The "sea of information" on this topic alone is vast, complex and really overwhelming.  Major newspapers have on-site bloggers and twitter posters, constant news feeds, radio updates, video and TV updates, news updates, and on and on.  It constantly changes - one day one side is ahead, the next the other.

The consequences of this problem are large and potentially affect everything from the price of food and gas to the recovery of the job market to the position of the US in the world.

What I see is that people, on their own, will apply the a sort of Yerkes-Dodson filter to this information and bifurcate (divide in two) this overwhelming input.  Most will determine that its all really beyond them and their own lives are filled with enough activity that they don't need to think about this themselves - hence they become "lazy" on the topic and basically ignore it.  Others, often I think a smaller group, will become fully "lit up" by the issue and will dig into it.  Very few will be able to throttle in the information into their own "sweet spot" where they can effectively handle what's going on and filter and process the input in a useful way (kind of right at the split of the bifurcation).

You see this all the time in real life.  Perhaps you meet someone or a group and start or become involved in a conversation.  The topic turns to one of real passion for one of the participants who becomes animated and spews forth a vast amount of information about that topic.

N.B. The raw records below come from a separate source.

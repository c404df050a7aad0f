//! Boot: logging init, config load, source probing, sink construction.

use std::sync::Arc;

use tracing::{info, warn};
use tracing_subscriber::{layer::SubscriberExt, util::SubscriberInitExt};

use crate::conf::MonitorConfig;
use crate::docker::DockerClient;
use crate::engine::filter::FilterPipeline;
use crate::engine::{EngineSettings, MonitorEngine};
use crate::notify::{self, Notifier};
use crate::remote::{RemoteDocker, SshConnectionPool};
use crate::sched::Scheduler;
use crate::source::LogSource;

/// Everything the monitoring loop needs, assembled once at startup.
pub struct App {
    pub config: MonitorConfig,
    pub scheduler: Scheduler,
    pub notifiers: Vec<Notifier>,
    pub pool: Arc<SshConnectionPool>,
}

/// Initialise the tracing / logging subsystem.
pub fn init_logging() {
    tracing_subscriber::registry()
        .with(
            tracing_subscriber::EnvFilter::try_from_default_env()
                .unwrap_or_else(|_| "monitor=info".into()),
        )
        .with(tracing_subscriber::fmt::layer())
        .init();
}

/// Write a default configuration file and exit.
pub fn setup(path: &str) -> Result<(), Box<dyn std::error::Error>> {
    MonitorConfig::save_default(path)?;
    info!("Default configuration written to: {}", path);
    info!("Edit it and start the monitor without --setup");
    Ok(())
}

/// Load config, probe every configured source, and build the scheduler
/// and notification sinks. Unreachable sources are skipped with a
/// warning; only a run with zero reachable sources is an error.
pub async fn boot(path: &str) -> Result<App, Box<dyn std::error::Error>> {
    info!("Starting Docker log monitor");

    let config = MonitorConfig::load(path)?;
    info!("Loaded configuration: {}", path);

    let filter = Arc::new(FilterPipeline::new(&config));
    let settings = EngineSettings::from_config(&config);
    let pool = Arc::new(SshConnectionPool::new(config.ssh_settings.pool_size));
    let remote_docker = Arc::new(RemoteDocker::new(Arc::clone(&pool)));

    let mut engines: Vec<Arc<MonitorEngine>> = Vec::new();

    if config.local_monitoring.enabled {
        match DockerClient::new() {
            Ok(client) => {
                let source = LogSource::local(client, config.containers.clone());
                if source.probe().await {
                    info!("✓ Local Docker daemon reachable");
                    engines.push(Arc::new(MonitorEngine::new(
                        source,
                        Arc::clone(&filter),
                        settings.clone(),
                    )));
                } else {
                    warn!("Local Docker daemon not responding, local monitoring disabled");
                }
            }
            Err(e) => {
                warn!("Cannot connect to local Docker daemon: {}", e);
            }
        }
    }

    for server in &config.remote_servers {
        let source = LogSource::remote(Arc::clone(&remote_docker), server.clone());
        if source.probe().await {
            info!("✓ Remote host reachable: {}", server.label());
            engines.push(Arc::new(MonitorEngine::new(
                source,
                Arc::clone(&filter),
                settings.clone(),
            )));
        } else {
            warn!(
                "Remote host unreachable or Docker unavailable, skipping: {}",
                server.label()
            );
        }
    }

    if engines.is_empty() {
        return Err("no reachable log sources; check local_monitoring and remote_servers".into());
    }

    let notifiers = notify::build_notifiers(&config.notifications);
    if notifiers.is_empty() {
        warn!("No notification sinks enabled; qualifying errors will only appear in the log");
    }

    info!("========================================");
    info!("Monitoring {} source(s)", engines.len());
    info!("Check interval: {}s", config.check_interval);
    info!(
        "Error threshold: {} within cooldown of {}min",
        config.error_threshold, config.cooldown_minutes
    );
    info!("Press Ctrl+C to shutdown gracefully");
    info!("========================================");

    Ok(App {
        scheduler: Scheduler::new(engines),
        config,
        notifiers,
        pool,
    })
}
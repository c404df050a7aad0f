//! Log line filter pipeline.
//!
//! Veto order (first veto wins): blacklisted container, blacklisted
//! keyword, blacklisted pattern, level gate, keyword gate. Empty level
//! or keyword lists fail open and match everything.

use std::collections::HashSet;

use regex::{Regex, RegexBuilder};
use tracing::warn;

use crate::conf::MonitorConfig;

pub struct FilterPipeline {
    /// Uppercased level tokens; empty = any level.
    levels: Vec<String>,
    /// Lowercased keywords; empty = any content.
    keywords: Vec<String>,
    blacklist_keywords: Vec<String>,
    blacklist_patterns: Vec<Regex>,
    blacklist_containers: HashSet<String>,
}

impl FilterPipeline {
    /// Compile the pipeline once at startup. Malformed blacklist
    /// patterns are logged and dropped, which makes them non-matching
    /// rather than fatal.
    pub fn new(config: &MonitorConfig) -> Self {
        let blacklist_patterns = config
            .blacklist
            .patterns
            .iter()
            .filter_map(|pattern| {
                match RegexBuilder::new(pattern).case_insensitive(true).build() {
                    Ok(re) => Some(re),
                    Err(e) => {
                        warn!(pattern = %pattern, error = %e, "ignoring malformed blacklist pattern");
                        None
                    }
                }
            })
            .collect();

        Self {
            levels: config.log_levels.iter().map(|l| l.to_uppercase()).collect(),
            keywords: config.keywords.iter().map(|k| k.to_lowercase()).collect(),
            blacklist_keywords: config
                .blacklist
                .keywords
                .iter()
                .map(|k| k.to_lowercase())
                .collect(),
            blacklist_patterns,
            blacklist_containers: config.blacklist.containers.iter().cloned().collect(),
        }
    }

    pub fn container_blacklisted(&self, container: &str) -> bool {
        self.blacklist_containers.contains(container)
    }

    /// Whether `line` from `container` qualifies for error processing.
    pub fn matches(&self, container: &str, line: &str) -> bool {
        if self.container_blacklisted(container) {
            return false;
        }

        let line_lower = line.to_lowercase();
        if self
            .blacklist_keywords
            .iter()
            .any(|k| line_lower.contains(k))
        {
            return false;
        }
        if self.blacklist_patterns.iter().any(|re| re.is_match(line)) {
            return false;
        }

        if !self.levels.is_empty() {
            let line_upper = line.to_uppercase();
            if !self.levels.iter().any(|level| line_upper.contains(level)) {
                return false;
            }
        }

        if !self.keywords.is_empty()
            && !self.keywords.iter().any(|k| line_lower.contains(k))
        {
            return false;
        }

        true
    }
}
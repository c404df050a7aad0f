//! Terminal sink: prints the event to stdout.

use crate::event::ErrorEvent;

use super::format::format_text;

const RULE: &str = "==================================================";

#[derive(Debug, Default)]
pub struct TerminalNotifier;

impl TerminalNotifier {
    pub fn send(&self, event: &ErrorEvent) -> bool {
        println!("\n{}", event.title());
        println!("{RULE}");
        println!("{}", format_text(event));
        println!("{RULE}");
        true
    }
}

Almost immediately the bifurcation begins.  Some, as they say, will have their eyes glazed over - their minds saying "Ugh! This is not something for me!" for whatever reason and shutting down their brains - becoming "lazy" on the topic.  Fewer will remain and become engaged on the topic.  Most unlikely of all will be that someone in the group shares the passion for the topic and feels "right in the sweet spot" with respect to the conversation.

So the hump of the diagram above is kind of like a wedge.  When we hit some new situation or information the hump generally divides us into two groups.  Those that find the topic overwhelming or uninteresting which pushes us to one the "lazy" side and those that find the topic one which "fires our imagination".

An interesting point about this is that often the information which divides people so readily, and particularly the type of information that drives people to "shut down" and ignore that information is in fact very important to their futures.  Almost as if the realization that "Oh my God! The country is going to hell because of X!" says that even though I could do something about X I won't because its too much (too scary, too whatever).

The bifurcation is deepest when the issues are the most fundamental too, I believe.  The shallowest when the outcome of the discussion basically has no bearing on your life, i.e., talking about Lady Gaga's "meat dress" right after it happens - most everyone can engage on the topic and the split is relatively minor, at least for most people.

This is why people talk about Lady Gaga at parties and not the debt crisis.

This bifurcation is very interesting and really, as I mentioned, goes into the most fundamental forms of at least "mammalhood".  At a clap of thunder some dogs run and hide, others run to the window to see what's going on - more hide than run to the window.  But the clap of thunder splits a larger group into two smaller subgroups - each who react very similarly. 

The larger consequences of this are very unfortunate.

I think this all implies that on "ugly, divisive" topics there will always be a majority that's lazy about the topic and ignores it - even to the point of harming their own interests.

I think this also implies that those in that group will look on the "other group" with disdain: "why are you engaged on this - don't you see how frightening/stupid/ridiculous/.. it is?"

This all implies a sort of Yerkes-Dodson Law of Bifurcation - which basically says that in any given situation the fewest, if any, people will be at the "sweet spot" happily engaged - the tip of the hump in the diagram.  The next fewest will be on the "passionate" side of the split with strong beliefs and engagement.  And the majority will be tuning out the entire affair.